(Collected data entries)
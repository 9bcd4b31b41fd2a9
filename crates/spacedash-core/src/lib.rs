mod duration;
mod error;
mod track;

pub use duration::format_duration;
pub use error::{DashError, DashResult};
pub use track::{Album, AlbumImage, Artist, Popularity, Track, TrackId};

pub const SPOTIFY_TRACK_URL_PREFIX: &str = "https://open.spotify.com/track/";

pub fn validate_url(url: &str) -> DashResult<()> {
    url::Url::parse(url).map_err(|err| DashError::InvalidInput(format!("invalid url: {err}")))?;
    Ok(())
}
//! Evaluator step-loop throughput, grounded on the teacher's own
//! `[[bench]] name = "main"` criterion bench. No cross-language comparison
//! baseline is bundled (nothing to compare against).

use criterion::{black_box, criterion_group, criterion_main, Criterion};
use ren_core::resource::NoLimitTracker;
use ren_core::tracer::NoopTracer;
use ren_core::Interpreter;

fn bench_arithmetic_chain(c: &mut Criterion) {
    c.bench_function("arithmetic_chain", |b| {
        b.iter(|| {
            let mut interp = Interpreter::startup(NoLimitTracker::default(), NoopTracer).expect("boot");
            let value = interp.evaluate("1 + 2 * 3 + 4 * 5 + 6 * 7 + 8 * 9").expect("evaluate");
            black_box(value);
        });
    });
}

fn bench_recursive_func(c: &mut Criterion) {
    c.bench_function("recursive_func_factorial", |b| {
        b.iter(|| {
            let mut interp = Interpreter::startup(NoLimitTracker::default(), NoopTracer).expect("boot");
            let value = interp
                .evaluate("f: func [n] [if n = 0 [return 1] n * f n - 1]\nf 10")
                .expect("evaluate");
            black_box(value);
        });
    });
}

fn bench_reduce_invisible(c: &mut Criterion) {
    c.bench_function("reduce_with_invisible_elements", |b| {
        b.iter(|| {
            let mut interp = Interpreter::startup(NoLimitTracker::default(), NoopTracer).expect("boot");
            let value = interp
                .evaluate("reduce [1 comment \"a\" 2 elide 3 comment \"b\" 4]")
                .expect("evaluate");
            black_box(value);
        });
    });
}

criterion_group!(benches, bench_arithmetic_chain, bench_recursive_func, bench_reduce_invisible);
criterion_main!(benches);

> **WHAT IS NEEDED**: Wherever a line in the entries above holds "duration", copy that line.

> **EXPECTED ANSWER**:
mod duration;
pub use duration::format_duration;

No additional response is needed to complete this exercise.